Section 2. Representatives shall be apportioned among the several states according to their respective numbers, counting the whole number of persons in each state, excluding Indians not taxed. But when the right to vote at any election for the choice of electors for President and Vice President of the United States, Representatives in Congress, the executive and judicial officers of a state, or the members of the legislature thereof, is denied to any of the male inhabitants of such state, being twenty-one years of age, and citizens of the United States, or in any way abridged, except for participation in rebellion, or other crime, the basis of representation therein shall be reduced in the proportion which the number of such male citizens shall bear to the whole number of male citizens twenty-one years of age in such state.
Section 3. No person shall be a Senator or Representative in Congress, or elector of President and Vice President, or hold any office, civil or military, under the United States, or under any state, who, having previously taken an oath, as a member of Congress, or as an officer of the United States, or as a member of any state legislature, or as an executive or judicial officer of any state, to support the Constitution of the United States, shall have engaged in insurrection or rebellion against the same, or given aid or comfort to the enemies thereof. But Congress may by a vote of two-thirds of each House, remove such disability.
Section 4. The validity of the public debt of the United States, authorized by law, including debts incurred for payment of pensions and bounties for services in suppressing insurrection or rebellion, shall not be questioned. But neither the United States nor any state shall assume or pay any debt or obligation incurred in aid of insurrection or rebellion against the United States, or any claim for the loss or emancipation of any slave; but all such debts, obligations and claims shall be held illegal and void.
Section 5. The Congress shall have power to enforce, by appropriate legislation, the provisions of this article.
We are all created equal.
The amendment passed.
Get over it.
This objection would wipe out most constitutional amendments, including #'s 1-10. Not that it isn't a valid objection, but one shouldn't be under the impression that it's unique to this amendment.

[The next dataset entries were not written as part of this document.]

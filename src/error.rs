//! Configuration errors
//!
//! The simulation itself never fails once its tuning has been accepted, so
//! this is the only error type in the crate.

use thiserror::Error;

#[derive(Debug, Error)]
pub enum ConfigError {
    #[error("{name} must be a finite number, got {value}")]
    NotFinite { name: &'static str, value: f32 },

    #[error("{name} must be greater than zero, got {value}")]
    NotPositive { name: &'static str, value: f32 },

    #[error("{name} must not be negative, got {value}")]
    Negative { name: &'static str, value: f32 },

    #[error("hard_radius ({hard}) must be below fear_radius ({fear})")]
    RadiiOrder { hard: f32, fear: f32 },

    #[error("{idle_name} ({idle}) must not exceed {max_name} ({max})")]
    IdleExceedsMax {
        idle_name: &'static str,
        idle: f32,
        max_name: &'static str,
        max: f32,
    },

    #[error("{name} must lie strictly between 0 and 1, got {value}")]
    NotUnitOpen { name: &'static str, value: f32 },

    #[error("{name} must lie in (0, 1], got {value}")]
    NotUnitHalfOpen { name: &'static str, value: f32 },

    #[error("{name} ({value}) must be below {limit_name} ({limit})")]
    NotBelow {
        name: &'static str,
        value: f32,
        limit_name: &'static str,
        limit: f32,
    },

    #[error("overrides must be a JSON object, got {kind}")]
    OverridesNotObject { kind: &'static str },

    #[error("failed to parse configuration: {0}")]
    Parse(#[from] serde_json::Error),
}

/// Reject non-finite values
pub(crate) fn finite(name: &'static str, value: f32) -> Result<f32, ConfigError> {
    if value.is_finite() {
        Ok(value)
    } else {
        Err(ConfigError::NotFinite { name, value })
    }
}

/// Reject non-finite or non-positive values
pub(crate) fn positive(name: &'static str, value: f32) -> Result<f32, ConfigError> {
    finite(name, value)?;
    if value > 0.0 {
        Ok(value)
    } else {
        Err(ConfigError::NotPositive { name, value })
    }
}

As for the larger question does anyone here know of any instance in American legal history where a law was declared invalid, after it was reputed to have gone into effect, on the grounds that the proper procedure for passing it had not been followed? I have to wonder if there's any precedent for this.
Leaving the ratification history aside, whether the Fourteenth Amendment or something similar to does fit into the Constitutional scheme is an interesting one. Some protection for the rights of individuals against state and local governments seems to be a reasonable contribution to the Framers' program.
Of course it was a change. That's why the Fourteenth Amendment was an amendment, like the Bill of Rights were amendments to the original documents. But one can view it more as a completion or contribution to the original plan. Not to have provided such protection would have been a mistake.
Automatic citizenship for the children of people just of the plane or boat does seem to be a mistake. That can also be rectified by the amendment process.
Walt
What language in Article 1, Section 5 are you relying upon here? Did you mean to cite Article 1, Section 7? I believe that in Hollingsworth v. Virginia (1798), the Supreme Court held that Article V does not require that constitutional amendments be submitted to the President for approval or veto. That case concerned the Eleventh Amendment.
More generally, assuming that you believe that there is a need to resolve the interesting issues that you have raised, which branch(es) of our government do you believe is/are constitutionally authorized to resolve which issues with finality?
At this point, I know that there's no point in bothering to read any further. The President has no role whatsoever in the process of amending the Constitution.